Although this is a simplified version, every thing you consume gets broken down and utilized into three main subgroups: Carbohydrates, fats, and proteins. The first thing I’d like you to notice in the table above is the Fat to Carbohydrate percentage used at ½ intensity (lines 1+2 in blue). The energy consumption equates equally to about 50%-50% in energy usage between fat and carbohydrate while engaged in slower exercise.
The next thing I’d like to compare is the percentage of Fat consumed at ¾ intensity (fast) to the percentage of Fat used at ½ intensity (slow). You can see that the percentage of fat burned at ½ intensity (slow) is 10% greater than the 40 % of fat burned at ¾ intensity (fast). A conclusion that could be made from this is that one burns more fat at lower exercise intensities. Now let’s look a little closer.
Next, if you look at the total calories used for each intensity you’ll notice that more calories are used in all components of the ¾ intensity (fast). Your body requires more energy and more calories to perform more difficult work. Even though you burn a higher percentage of fat to carbohydrate calories at low intensity, the absolute value of fat calories burned at the high intensity is greater. What does all this mean?

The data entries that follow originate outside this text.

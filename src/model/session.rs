//! Completed charging sessions and their append-only CSV log.

use std::fs::{File, OpenOptions};
use std::path::Path;

use chrono::{DateTime, Local, Utc};
use serde::Serialize;

use super::transaction::{ChargingHistory, Transaction};
use crate::support::errors::ModelError;
use crate::support::timeutil::{clock_str, duration_str, time_str};

/// Immutable record of a completed transaction.
#[derive(Debug, Clone, Serialize)]
pub struct SessionRecord {
    pub session_id: String,
    pub charger_id: String,
    pub charger_alias: String,
    pub group_id: String,
    pub connector_id: u32,
    pub id_tag: String,
    pub user_name: String,
    pub stop_id_tag: Option<String>,
    pub start_time: DateTime<Utc>,
    pub end_time: DateTime<Utc>,
    /// Seconds.
    pub duration: i64,
    /// Wh, `meter_stop - meter_start`.
    pub energy: i64,
    pub reason: Option<String>,
    pub charging_history: Vec<ChargingHistory>,
}

impl SessionRecord {
    pub fn from_transaction(
        trans: &Transaction,
        charger_alias: &str,
        group_id: &str,
        meter_stop: i64,
        end_time: DateTime<Utc>,
        reason: Option<String>,
        stop_id_tag: Option<String>,
    ) -> Self {
        let session_id = format!(
            "{}-{}",
            trans.charger_id,
            trans
                .start_time
                .with_timezone(&Local)
                .format("%Y-%m-%d-%H:%M:%S")
        );
        Self {
            session_id,
            charger_id: trans.charger_id.clone(),
            charger_alias: charger_alias.to_string(),
            group_id: group_id.to_string(),
            connector_id: trans.connector_id,
            id_tag: trans.id_tag.clone(),
            user_name: trans.user_name.clone(),
            stop_id_tag,
            start_time: trans.start_time,
            end_time,
            duration: (end_time - trans.start_time).num_seconds(),
            energy: meter_stop - trans.meter_start,
            reason,
            charging_history: trans.charging_history.clone(),
        }
    }

    /// The `history` CSV column: `HH:MM:SS=<A>A;…`.
    pub fn history_str(&self) -> String {
        self.charging_history
            .iter()
            .map(|ch| format!("{}={}A", clock_str(ch.timestamp), ch.offered))
            .collect::<Vec<_>>()
            .join(";")
    }
}

const SESSION_CSV_HEADER: [&str; 13] = [
    "session_id",
    "charger_id",
    "charger_alias",
    "group_id",
    "id_tag",
    "user_name",
    "stop_id_tag",
    "start_time",
    "end_time",
    "duration",
    "energy",
    "stop_reason",
    "history",
];

/// Append-only writer for the completed-sessions CSV.
pub struct SessionLog {
    writer: csv::Writer<File>,
}

impl SessionLog {
    /// Open (or create with header) the sessions CSV for appending.
    pub fn open(path: &Path) -> Result<Self, ModelError> {
        let fresh = !path.exists();
        if fresh {
            let mut writer = csv::Writer::from_path(path)?;
            writer.write_record(SESSION_CSV_HEADER)?;
            writer.flush()?;
        }
        let file = OpenOptions::new().append(true).open(path)?;
        Ok(Self {
            writer: csv::WriterBuilder::new().has_headers(false).from_writer(file),
        })
    }

    pub fn append(&mut self, session: &SessionRecord) -> Result<(), ModelError> {
        let row = [
            session.session_id.clone(),
            session.charger_id.clone(),
            session.charger_alias.clone(),
            session.group_id.clone(),
            session.id_tag.clone(),
            session.user_name.clone(),
            session.stop_id_tag.clone().unwrap_or_default(),
            time_str(session.start_time),
            time_str(session.end_time),
            duration_str(session.duration),
            session.energy.to_string(),
            session.reason.clone().unwrap_or_default(),
            session.history_str(),
        ];
        self.writer.write_record(&row)?;
        self.writer.flush()?;
        Ok(())
    }
}
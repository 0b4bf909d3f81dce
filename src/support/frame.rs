//! OCPP-J message framing
//!
//! The OCPP-J (JSON over WebSocket) transport envelope, shared by the
//! charger-facing protocol and the admin API:
//!
//! - **Call**       `[2, "<uniqueId>", "<action>", {<payload>}]`
//! - **CallResult** `[3, "<uniqueId>", {<payload>}]`
//! - **CallError**  `[4, "<uniqueId>", "<errorCode>", "<errorDescription>", {<errorDetails>}]`

use serde_json::Value;
use thiserror::Error;

const MSG_TYPE_CALL: u64 = 2;
const MSG_TYPE_CALL_RESULT: u64 = 3;
const MSG_TYPE_CALL_ERROR: u64 = 4;

/// A parsed OCPP-J frame.
#[derive(Debug, Clone)]
pub enum Frame {
    Call {
        unique_id: String,
        action: String,
        payload: Value,
    },
    CallResult {
        unique_id: String,
        payload: Value,
    },
    CallError {
        unique_id: String,
        error_code: String,
        error_description: String,
        error_details: Value,
    },
}

#[derive(Debug, Error)]
pub enum FrameError {
    #[error("invalid JSON: {0}")]
    InvalidJson(String),
    #[error("frame is not a JSON array")]
    NotAnArray,
    #[error("message type missing or not a number")]
    InvalidMessageType,
    #[error("unknown message type {0}")]
    UnknownMessageType(u64),
    #[error("expected at least {expected} elements, got {got}")]
    MissingElements { expected: usize, got: usize },
    #[error("{0} must be a string")]
    NotAString(&'static str),
}

impl Frame {
    /// Parse raw JSON text into a frame.
    pub fn parse(text: &str) -> Result<Self, FrameError> {
        let value: Value =
            serde_json::from_str(text).map_err(|e| FrameError::InvalidJson(e.to_string()))?;
        let arr = value.as_array().ok_or(FrameError::NotAnArray)?;

        let msg_type = arr
            .first()
            .and_then(Value::as_u64)
            .ok_or(FrameError::InvalidMessageType)?;

        let need = |n: usize| {
            if arr.len() < n {
                Err(FrameError::MissingElements {
                    expected: n,
                    got: arr.len(),
                })
            } else {
                Ok(())
            }
        };
        let string_at = |i: usize, what: &'static str| {
            arr[i]
                .as_str()
                .map(str::to_owned)
                .ok_or(FrameError::NotAString(what))
        };

        match msg_type {
            MSG_TYPE_CALL => {
                need(4)?;
                Ok(Self::Call {
                    unique_id: string_at(1, "uniqueId")?,
                    action: string_at(2, "action")?,
                    payload: arr[3].clone(),
                })
            }
            MSG_TYPE_CALL_RESULT => {
                need(3)?;
                Ok(Self::CallResult {
                    unique_id: string_at(1, "uniqueId")?,
                    payload: arr[2].clone(),
                })
            }
            MSG_TYPE_CALL_ERROR => {
                need(4)?;
                Ok(Self::CallError {
                    unique_id: string_at(1, "uniqueId")?,
                    error_code: arr[2].as_str().unwrap_or("InternalError").to_string(),
                    error_description: arr[3].as_str().unwrap_or_default().to_string(),
                    error_details: arr.get(4).cloned().unwrap_or_else(|| Value::Object(Default::default())),
                })
            }
            other => Err(FrameError::UnknownMessageType(other)),
        }
    }

    /// Serialize this frame back to JSON text.
    pub fn serialize(&self) -> String {
        let arr = match self {
            Self::Call {
                unique_id,
                action,
                payload,
            } => serde_json::json!([MSG_TYPE_CALL, unique_id, action, payload]),
            Self::CallResult { unique_id, payload } => {
                serde_json::json!([MSG_TYPE_CALL_RESULT, unique_id, payload])
            }
            Self::CallError {
                unique_id,
                error_code,
                error_description,
                error_details,
            } => serde_json::json!([
                MSG_TYPE_CALL_ERROR,
                unique_id,
                error_code,
                error_description,
                error_details
            ]),
        };
        arr.to_string()
    }

    pub fn unique_id(&self) -> &str {
        match self {
            Self::Call { unique_id, .. }
            | Self::CallResult { unique_id, .. }
            | Self::CallError { unique_id, .. } => unique_id,
        }
    }

    /// Build a `CallResult` reply for a given call id.
    pub fn result(unique_id: impl Into<String>, payload: Value) -> Self {
        Self::CallResult {
            unique_id: unique_id.into(),
            payload,
        }
    }

    /// Build a `CallError` reply for a given call id.
    pub fn error(
        unique_id: impl Into<String>,
        error_code: impl Into<String>,
        error_description: impl Into<String>,
    ) -> Self {
        Self::CallError {
            unique_id: unique_id.into(),
            error_code: error_code.into(),
            error_description: error_description.into(),
            error_details: Value::Object(Default::default()),
        }
    }
}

If your goal is to loose fat, then the high intensity training is what will lean out the body and give you that toned look. If you at first have trouble maintaining hard intensities, try doing some interval training where you perform periods of alternating fast and slow intensities. Last, if you don’t feel comfortable pushing yourself hard, just remember every intensity burns the fat.. but you may have to put in more time at slow intensities to get the same results.